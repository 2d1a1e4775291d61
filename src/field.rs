//! Flow fields and deterministic hashing.
//!
//! A flow field maps a position and a time to a direction. [`NoiseField`]
//! samples seeded Perlin noise at `(x * scale, y * scale, tick * time_scale)`
//! and turns the value into an angle, which gives the slow organic drift used
//! by most of the gallery.
//!
//! The integer hashes give per-entity, per-tick jitter without touching an
//! RNG, so the same entity at the same tick always draws the same value.

use glam::Vec2;
use noise::{NoiseFn, Perlin};
use std::f32::consts::TAU;
use std::fmt;

/// Seeded Perlin flow field.
#[derive(Clone)]
pub struct NoiseField {
    perlin: Perlin,
    seed: u32,
    /// Spatial frequency: noise units per pixel.
    pub scale: f32,
    /// Temporal frequency: noise units per tick.
    pub time_scale: f32,
    /// How many full turns the noise range maps onto.
    pub angle_multiplier: f32,
    /// fBm octaves, at least 1.
    pub octaves: u32,
}

impl fmt::Debug for NoiseField {
    fn fmt(&self, f: &mut fmt::Formatter<'_>) -> fmt::Result {
        f.debug_struct("NoiseField")
            .field("seed", &self.seed)
            .field("scale", &self.scale)
            .field("time_scale", &self.time_scale)
            .field("angle_multiplier", &self.angle_multiplier)
            .field("octaves", &self.octaves)
            .finish()
    }
}

impl NoiseField {
    pub fn new(seed: u32) -> Self {
        Self {
            perlin: Perlin::new(seed),
            seed,
            scale: 0.005,
            time_scale: 0.002,
            angle_multiplier: 1.0,
            octaves: 1,
        }
    }

    pub fn with_scale(mut self, scale: f32) -> Self {
        self.scale = scale;
        self
    }

    pub fn with_time_scale(mut self, time_scale: f32) -> Self {
        self.time_scale = time_scale;
        self
    }

    pub fn with_angle_multiplier(mut self, multiplier: f32) -> Self {
        self.angle_multiplier = multiplier;
        self
    }

    pub fn with_octaves(mut self, octaves: u32) -> Self {
        self.octaves = octaves.max(1);
        self
    }

    pub fn seed(&self) -> u32 {
        self.seed
    }

    /// Raw noise at a position and tick, roughly in `-1.0..=1.0`.
    pub fn sample(&self, position: Vec2, tick: u64) -> f32 {
        let x = (position.x * self.scale) as f64;
        let y = (position.y * self.scale) as f64;
        let t = tick as f64 * self.time_scale as f64;

        let mut total = 0.0;
        let mut amplitude = 1.0;
        let mut frequency = 1.0;
        let mut norm = 0.0;
        for _ in 0..self.octaves.max(1) {
            total += self.perlin.get([x * frequency, y * frequency, t * frequency]) * amplitude;
            norm += amplitude;
            amplitude *= 0.5;
            frequency *= 2.0;
        }
        (total / norm) as f32
    }

    /// Field angle in radians.
    pub fn angle(&self, position: Vec2, tick: u64) -> f32 {
        self.sample(position, tick) * TAU * self.angle_multiplier
    }

    /// Unit direction of the field.
    pub fn direction(&self, position: Vec2, tick: u64) -> Vec2 {
        Vec2::from_angle(self.angle(position, tick))
    }
}

/// Integer avalanche hash.
#[inline]
pub fn hash_u32(n: u32) -> u32 {
    let mut x = n;
    x ^= x >> 17;
    x = x.wrapping_mul(0xed5a_d4bb);
    x ^= x >> 11;
    x = x.wrapping_mul(0xac4c_1b51);
    x ^= x >> 15;
    x = x.wrapping_mul(0x3184_8bab);
    x ^= x >> 14;
    x
}

/// Hash of a pair, order sensitive.
#[inline]
pub fn hash2(a: u32, b: u32) -> u32 {
    hash_u32(a.wrapping_add(hash_u32(b)))
}

/// Deterministic value in `[0, 1)` for an entity index at a tick.
#[inline]
pub fn hash_unit(index: usize, tick: u64) -> f32 {
    let h = hash2(index as u32, tick as u32 ^ (tick >> 32) as u32);
    // 24 bits keep the result strictly below 1.0 in f32
    (h >> 8) as f32 / (1u32 << 24) as f32
}

/// Deterministic value in `[-1, 1)`.
#[inline]
pub fn hash_signed(index: usize, tick: u64) -> f32 {
    hash_unit(index, tick) * 2.0 - 1.0
}

#[cfg(test)]
mod tests {
    use super::*;

    #[test]
    fn test_field_is_deterministic() {
        let a = NoiseField::new(9).with_octaves(3);
        let b = NoiseField::new(9).with_octaves(3);
        let p = Vec2::new(123.0, 45.0);
        assert_eq!(a.angle(p, 17), b.angle(p, 17));
    }

    #[test]
    fn test_direction_is_unit() {
        let field = NoiseField::new(1).with_scale(0.01);
        for i in 0..50 {
            let d = field.direction(Vec2::new(i as f32 * 13.7, i as f32 * 3.1), i);
            assert!((d.length() - 1.0).abs() < 1e-4);
        }
    }

    #[test]
    fn test_field_varies_over_space() {
        let field = NoiseField::new(3).with_scale(0.01);
        let samples: Vec<f32> = (0..20)
            .map(|i| field.sample(Vec2::new(i as f32 * 37.3, 11.0), 0))
            .collect();
        assert!(samples.iter().any(|s| (s - samples[0]).abs() > 1e-3));
    }

    #[test]
    fn test_hash_unit_range() {
        for index in 0..1000 {
            let v = hash_unit(index, index as u64 * 7);
            assert!((0.0..1.0).contains(&v));
        }
    }

    #[test]
    fn test_hash_stable_and_spread() {
        assert_eq!(hash_u32(12345), hash_u32(12345));
        assert_ne!(hash_u32(1), hash_u32(2));
        assert_ne!(hash2(1, 2), hash2(2, 1));
    }
}
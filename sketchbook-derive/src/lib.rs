//! Derive macros for sketchbook.
//!
//! `#[derive(Entity)]` implements `sketchbook::Entity` for a plain struct so
//! an experiment can carry whatever per-entity data it needs and still run
//! through the shared store, step and renderer.
//!
//! # Usage
//!
//! The macro is re-exported from the main `sketchbook` crate:
//!
//! ```ignore
//! use sketchbook::prelude::*;
//!
//! #[derive(Entity, Clone)]
//! struct Ember {
//!     position: Vec2,
//!     velocity: Vec2,
//!     #[life]
//!     life: f32,
//!     #[max_life]
//!     max_life: f32,
//!     #[color]
//!     tint: Vec3,
//!     heat: f32,          // ignored by the macro
//! }
//! ```
//!
//! ## Required Fields
//!
//! - `position: Vec2` - screen-space position in pixels
//! - `velocity: Vec2` - pixels per tick
//!
//! ## Field Attributes
//!
//! | Attribute | Type | Trait method |
//! |-----------|------|--------------|
//! | `#[home]` | `Vec2` | `home()` for spring-to-home forces |
//! | `#[color]` | `Vec3` | `color()` |
//! | `#[alpha]` | `f32` | `alpha()` |
//! | `#[radius]` | `f32` | `radius()` |
//! | `#[life]` | `f32` | `age()` decrements it, `is_alive()` tests `> 0` |
//! | `#[max_life]` | `f32` | with `#[life]`, gives `life_fraction()` |

use proc_macro::TokenStream;
use quote::quote;
use syn::{parse_macro_input, Data, DeriveInput, Field, Fields, Ident, Type};

const MARKERS: [&str; 6] = ["home", "color", "alpha", "radius", "life", "max_life"];

/// Derive macro for entity structs.
///
/// # Panics
///
/// The macro panics at compile time if:
/// - Applied to an enum or a tuple struct
/// - `position` or `velocity` is missing or not a `Vec2`
/// - A marked field has the wrong type, or a marker is used twice
/// - `#[max_life]` is present without `#[life]`
#[proc_macro_derive(Entity, attributes(home, color, alpha, radius, life, max_life))]
pub fn derive_entity(input: TokenStream) -> TokenStream {
    let input = parse_macro_input!(input as DeriveInput);
    let name = &input.ident;
    let (impl_generics, ty_generics, where_clause) = input.generics.split_for_impl();

    let fields = match &input.data {
        Data::Struct(data) => match &data.fields {
            Fields::Named(fields) => &fields.named,
            _ => panic!("Entity derive only supports structs with named fields"),
        },
        _ => panic!("Entity derive only supports structs"),
    };

    for required in ["position", "velocity"] {
        let field = fields
            .iter()
            .find(|f| f.ident.as_ref().map(|i| i == required).unwrap_or(false))
            .unwrap_or_else(|| {
                panic!("Entity struct '{}' must have a `{}: Vec2` field", name, required)
            });
        expect_type(field, "Vec2", required);
    }

    // Collect marked fields, one per marker.
    let mut marked: Vec<(&'static str, Ident)> = Vec::new();
    for field in fields.iter() {
        let field_name = field.ident.clone().expect("named field");
        for attr in &field.attrs {
            for marker in MARKERS {
                if attr.path().is_ident(marker) {
                    if marked.iter().any(|(m, _)| *m == marker) {
                        panic!("#[{}] may only be used on one field of '{}'", marker, name);
                    }
                    let expected = match marker {
                        "home" => "Vec2",
                        "color" => "Vec3",
                        _ => "f32",
                    };
                    expect_type(field, expected, &field_name.to_string());
                    marked.push((marker, field_name.clone()));
                }
            }
        }
    }
    let field_for = |marker: &str| {
        marked
            .iter()
            .find(|(m, _)| *m == marker)
            .map(|(_, f)| f.clone())
    };

    let home_impl = field_for("home").map(|f| {
        quote! {
            fn home(&self) -> Option<sketchbook::Vec2> {
                Some(self.#f)
            }
        }
    });
    let color_impl = field_for("color").map(|f| {
        quote! {
            fn color(&self) -> sketchbook::Vec3 {
                self.#f
            }
        }
    });
    let alpha_impl = field_for("alpha").map(|f| {
        quote! {
            fn alpha(&self) -> f32 {
                self.#f
            }
        }
    });
    let radius_impl = field_for("radius").map(|f| {
        quote! {
            fn radius(&self) -> f32 {
                self.#f
            }
        }
    });

    let life = field_for("life");
    let max_life = field_for("max_life");
    if max_life.is_some() && life.is_none() {
        panic!("#[max_life] on '{}' requires a #[life] field", name);
    }
    let life_impl = life.map(|life| {
        let fraction = max_life.map(|max| {
            quote! {
                fn life_fraction(&self) -> Option<f32> {
                    if self.#max > 0.0 {
                        Some((self.#life / self.#max).clamp(0.0, 1.0))
                    } else {
                        Some(0.0)
                    }
                }
            }
        });
        quote! {
            fn age(&mut self) {
                self.#life -= 1.0;
            }

            fn is_alive(&self) -> bool {
                self.#life > 0.0
            }

            #fraction
        }
    });

    let expanded = quote! {
        impl #impl_generics sketchbook::Entity for #name #ty_generics #where_clause {
            fn position(&self) -> sketchbook::Vec2 {
                self.position
            }

            fn set_position(&mut self, position: sketchbook::Vec2) {
                self.position = position;
            }

            fn velocity(&self) -> sketchbook::Vec2 {
                self.velocity
            }

            fn set_velocity(&mut self, velocity: sketchbook::Vec2) {
                self.velocity = velocity;
            }

            #home_impl
            #color_impl
            #alpha_impl
            #radius_impl
            #life_impl
        }
    };

    TokenStream::from(expanded)
}

/// Last path segment of a type, e.g. `glam::Vec2` -> `Vec2`.
fn type_name(ty: &Type) -> Option<String> {
    match ty {
        Type::Path(path) => path.path.segments.last().map(|s| s.ident.to_string()),
        _ => None,
    }
}

fn expect_type(field: &Field, expected: &str, label: &str) {
    match type_name(&field.ty) {
        Some(ref found) if found == expected => {}
        found => panic!(
            "Entity field `{}` must be `{}`, found `{}`",
            label,
            expected,
            found.unwrap_or_else(|| "unsupported type".to_string())
        ),
    }
}
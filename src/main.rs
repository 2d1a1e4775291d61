use sketchbook::config::{self, Command, USAGE};
use sketchbook::gallery;

fn main() {
    env_logger::Builder::from_env(env_logger::Env::default().default_filter_or("info")).init();

    let command = match config::parse_args(std::env::args().skip(1)) {
        Ok(command) => command,
        Err(e) => {
            eprintln!("{}\n\n{}", e, USAGE);
            std::process::exit(2);
        }
    };

    match command {
        Command::Help => println!("{}", USAGE),
        Command::List => {
            for experiment in gallery::catalog() {
                println!(
                    "{:<14} {:<14} {}",
                    experiment.id, experiment.title, experiment.description
                );
            }
        }
        Command::Run(config) => {
            log::info!("starting '{}' (seed {})", config.experiment, config.seed);
            if let Err(e) = sketchbook::window::run(config) {
                log::error!("{}", e);
                std::process::exit(1);
            }
        }
    }
}
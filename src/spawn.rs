//! Spawn context for entity initialization.
//!
//! Spawn rules receive a [`SpawnContext`] and return a fresh entity. The
//! context borrows the store's seeded RNG, so a given seed always produces the
//! same population.
//!
//! ```ignore
//! EntityStore::new(seed, |ctx| {
//!     let position = ctx.origin.unwrap_or_else(|| ctx.random_in_bounds());
//!     AgedParticle::new(position, ctx.random_velocity(2.0), ctx.random_range(30.0, 90.0))
//! })
//! ```

use crate::visuals::hsv_to_rgb;
use glam::{Vec2, Vec3};
use rand::rngs::SmallRng;
use rand::Rng;
use std::f32::consts::TAU;

/// Context handed to spawn rules, with helpers for common spawn patterns.
pub struct SpawnContext<'a> {
    /// Index of the entity being (re)spawned.
    pub index: usize,
    /// Population size at the time of the spawn.
    pub count: usize,
    /// Surface size in pixels.
    pub bounds: Vec2,
    /// Requested spawn point, set when spawning at the pointer.
    pub origin: Option<Vec2>,
    rng: &'a mut SmallRng,
}

impl<'a> SpawnContext<'a> {
    pub(crate) fn new(index: usize, count: usize, bounds: Vec2, rng: &'a mut SmallRng) -> Self {
        Self {
            index,
            count,
            bounds,
            origin: None,
            rng,
        }
    }

    pub(crate) fn at(mut self, origin: Option<Vec2>) -> Self {
        self.origin = origin;
        self
    }

    /// Normalized progress through the population (0.0 to 1.0).
    #[inline]
    pub fn progress(&self) -> f32 {
        if self.count == 0 {
            0.0
        } else {
            self.index as f32 / self.count as f32
        }
    }

    // ========== Random primitives ==========

    /// Random f32 between 0.0 and 1.0.
    #[inline]
    pub fn random(&mut self) -> f32 {
        self.rng.gen()
    }

    /// Random f32 in `min..max`. An empty range returns `min`.
    #[inline]
    pub fn random_range(&mut self, min: f32, max: f32) -> f32 {
        if max > min {
            self.rng.gen_range(min..max)
        } else {
            min
        }
    }

    /// Random usize in `min..max`. An empty range returns `min`.
    #[inline]
    pub fn random_index(&mut self, min: usize, max: usize) -> usize {
        if max > min {
            self.rng.gen_range(min..max)
        } else {
            min
        }
    }

    // ========== Position helpers ==========

    /// Random point on the surface, inside `[0, width) x [0, height)`.
    pub fn random_in_bounds(&mut self) -> Vec2 {
        Vec2::new(
            self.random_range(0.0, self.bounds.x),
            self.random_range(0.0, self.bounds.y),
        )
    }

    /// Random point on a circle around `center`.
    pub fn random_on_circle(&mut self, center: Vec2, radius: f32) -> Vec2 {
        let angle = self.random_range(0.0, TAU);
        center + Vec2::from_angle(angle) * radius
    }

    /// Random point inside a disk, uniform by area.
    pub fn random_in_disk(&mut self, center: Vec2, radius: f32) -> Vec2 {
        let angle = self.random_range(0.0, TAU);
        let r = radius * self.random().sqrt();
        center + Vec2::from_angle(angle) * r
    }

    /// Position on a `cols x rows` lattice spanning the surface with a
    /// half-cell margin.
    pub fn grid_position(&self, cols: usize, rows: usize) -> Vec2 {
        let cols = cols.max(1);
        let rows = rows.max(1);
        let idx = self.index % (cols * rows);
        let cell = self.bounds / Vec2::new(cols as f32, rows as f32);
        Vec2::new((idx % cols) as f32 + 0.5, (idx / cols) as f32 + 0.5) * cell
    }

    // ========== Velocity helpers ==========

    /// Random velocity with each component in `-max_speed..max_speed`.
    pub fn random_velocity(&mut self, max_speed: f32) -> Vec2 {
        Vec2::new(
            self.random_range(-max_speed, max_speed),
            self.random_range(-max_speed, max_speed),
        )
    }

    /// Velocity of random direction and the given speed.
    pub fn random_direction(&mut self, speed: f32) -> Vec2 {
        Vec2::from_angle(self.random_range(0.0, TAU)) * speed
    }

    // ========== Color helpers ==========

    /// Random hue at the given saturation and value.
    pub fn random_hue(&mut self, saturation: f32, value: f32) -> Vec3 {
        let hue = self.random();
        hsv_to_rgb(hue, saturation, value)
    }

    /// Hue from spawn progress, a rainbow across the population.
    pub fn rainbow(&self, saturation: f32, value: f32) -> Vec3 {
        hsv_to_rgb(self.progress(), saturation, value)
    }
}

#[cfg(test)]
mod tests {
    use super::*;
    use rand::SeedableRng;

    #[test]
    fn test_spawn_context_progress() {
        let mut rng = SmallRng::seed_from_u64(1);
        let ctx = SpawnContext::new(50, 100, Vec2::splat(10.0), &mut rng);
        assert!((ctx.progress() - 0.5).abs() < 0.001);
    }

    #[test]
    fn test_random_in_bounds_stays_inside() {
        let mut rng = SmallRng::seed_from_u64(7);
        let mut ctx = SpawnContext::new(0, 1, Vec2::new(30.0, 5.0), &mut rng);
        for _ in 0..500 {
            let p = ctx.random_in_bounds();
            assert!(p.x >= 0.0 && p.x < 30.0);
            assert!(p.y >= 0.0 && p.y < 5.0);
        }
    }

    #[test]
    fn test_empty_range_returns_min() {
        let mut rng = SmallRng::seed_from_u64(0);
        let mut ctx = SpawnContext::new(0, 1, Vec2::ZERO, &mut rng);
        assert_eq!(ctx.random_range(3.0, 3.0), 3.0);
        assert_eq!(ctx.random_index(4, 2), 4);
    }

    #[test]
    fn test_grid_position_centers_cells() {
        let mut rng = SmallRng::seed_from_u64(0);
        let ctx = SpawnContext::new(5, 6, Vec2::new(300.0, 200.0), &mut rng);
        // index 5 in a 3x2 lattice is column 2, row 1
        assert_eq!(ctx.grid_position(3, 2), Vec2::new(250.0, 150.0));
    }

    #[test]
    fn test_same_seed_same_draws() {
        let mut a = SmallRng::seed_from_u64(99);
        let mut b = SmallRng::seed_from_u64(99);
        let va = SpawnContext::new(0, 1, Vec2::ONE, &mut a).random_velocity(2.0);
        let vb = SpawnContext::new(0, 1, Vec2::ONE, &mut b).random_velocity(2.0);
        assert_eq!(va, vb);
    }
}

===

AIM OF THE TASK:
Starting with the first line above and ending with the line that holds "samples seeded Perlin", restate each line word for word and add nothing else.

SOLUTION FOR THIS EXERCISE:
repository 2d1a1e4775291d61
filename src/field.rs
//! Flow fields and deterministic hashing.
//!
//! A flow field maps a position and a time to a direction. [`NoiseField`]
//! samples seeded Perlin noise at `(x * scale, y * scale, tick * time_scale)`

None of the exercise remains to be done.